You can also find the spirit of de Klerk in the Marrowbone Lane buildings in Dublin 8, also by Simms and the Dublin Corporation.

Cork’s Kahn-do building

Faced in lime-mortar-jointed brick both inside and out, Cork Institute of Technology’s Student Centre Building (1997-2006) by de Blacam and Meagher, handsomely evokes the spirit of Estonian-born US architect Louis Kahn – with whom de Blacam once worked – especially of Kahn’s Indian Institute of Management Ahmedabad.

In Cork, the work started in 1990, when an original master plan was changed by introducing an arc of buildings made of the same brick. The CIT campus is about 75 acres, the same size as Trinity College in Dublin, and the west facade of the student centre has diagonal stairs, blank brick walls, and a brick pergola overlooking a running track.

Work at IIM Ahmedabad, in the state of Gujarat, began in 1962 and lasted until 1974, the year Kahn died. Just this year (2021) plans to demolish 14 of 18 brick dormitories that form part of the campus were scrapped after protests by heritage activists.

Christ in concrete

A full-size concrete replica of the Massabielle Grotto in Lourdes, France, was built in 1930 beside Mary Immaculate Catholic Church, Inchicore, and has since become known as “the Irish Lourdes”. Despite its impressive scale – 15m high, 40m wide, and 12m depth – then archbishop of Dublin John Charles McQuaid opposed its construction and the idea of novenas being held there at the same time as in Lourdes.

Little has changed at the grotto, which can be seen from the road, except the removal of the original railings. Oblate Br Patrick McIntyre was an engineer and priest who made several visits to Lourdes concerning specifications for the construction, with reinforced concrete, beginning in 1928 (much of the two-year construction was by workers of the Great Southern Railway Works at Inchicore).

Within the roughcast render is a statue of the Virgin Mary elevated in a niche, accompanied by a limestone altar and timber pulpit. Tens of thousands of worshipers are said to have gathered for the grotto’s opening in 1930.

The Sunshine Houses , Clontarf

The Sunshine Houses (1932) by Robinson and Keefe, on the Clontarf Road, were an early attempt at the International Style in suburban Dublin. Semi-detached, they were designed with flat roofs and jutting balconies due to their location near Dollymount Strand. A stripped back aesthetic to the houses also shows the influence of the De Stijl School in the Netherlands, and similarities to Villa Henny in Utrecht, built in 1915.

Villa Henny was inspired by Frank Lloyd Wright's Prairie Houses, and according to iconichouses.orgwas on the market most recently for €2 million. Henny stood out from the beginning with its geometrical design, grey plinths, white-plastered concrete, and cantilevered roof, and was a forerunner to the Unesco-listed Rietveld Schröder House (1924), also in Utrecht.

Dublin Airport

Budaörs Airport, Budapest by Virgil Borbiro opened in 1937, a year before work began on Dublin Airport’s original passenger terminal, which was one of the first buildings in Ireland designed in the International Style.

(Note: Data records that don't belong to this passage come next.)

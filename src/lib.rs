pub mod protocol;
pub mod timestamp;
pub mod journal;
pub mod session;
pub mod discovery;
pub mod test_util;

Borbiro came from an engineering background, and made his designs for the airport in Hungary by 1931, but the Great Depression put paid to any development.

While Dublin’s terminal is not circular like Budaörs – Gatwick’s first airport terminal is a more direct comparison – there is an undoubted influence on Desmond FitzGerald’s work, which opened in 1940, with its curved shape and repeated bands of horizontal glazing.

Air travel outgrew Borbiro’s and FitzGerald’s buildings; the former is now used for leisure flying, while the latter is home to the Dublin Airport Authority.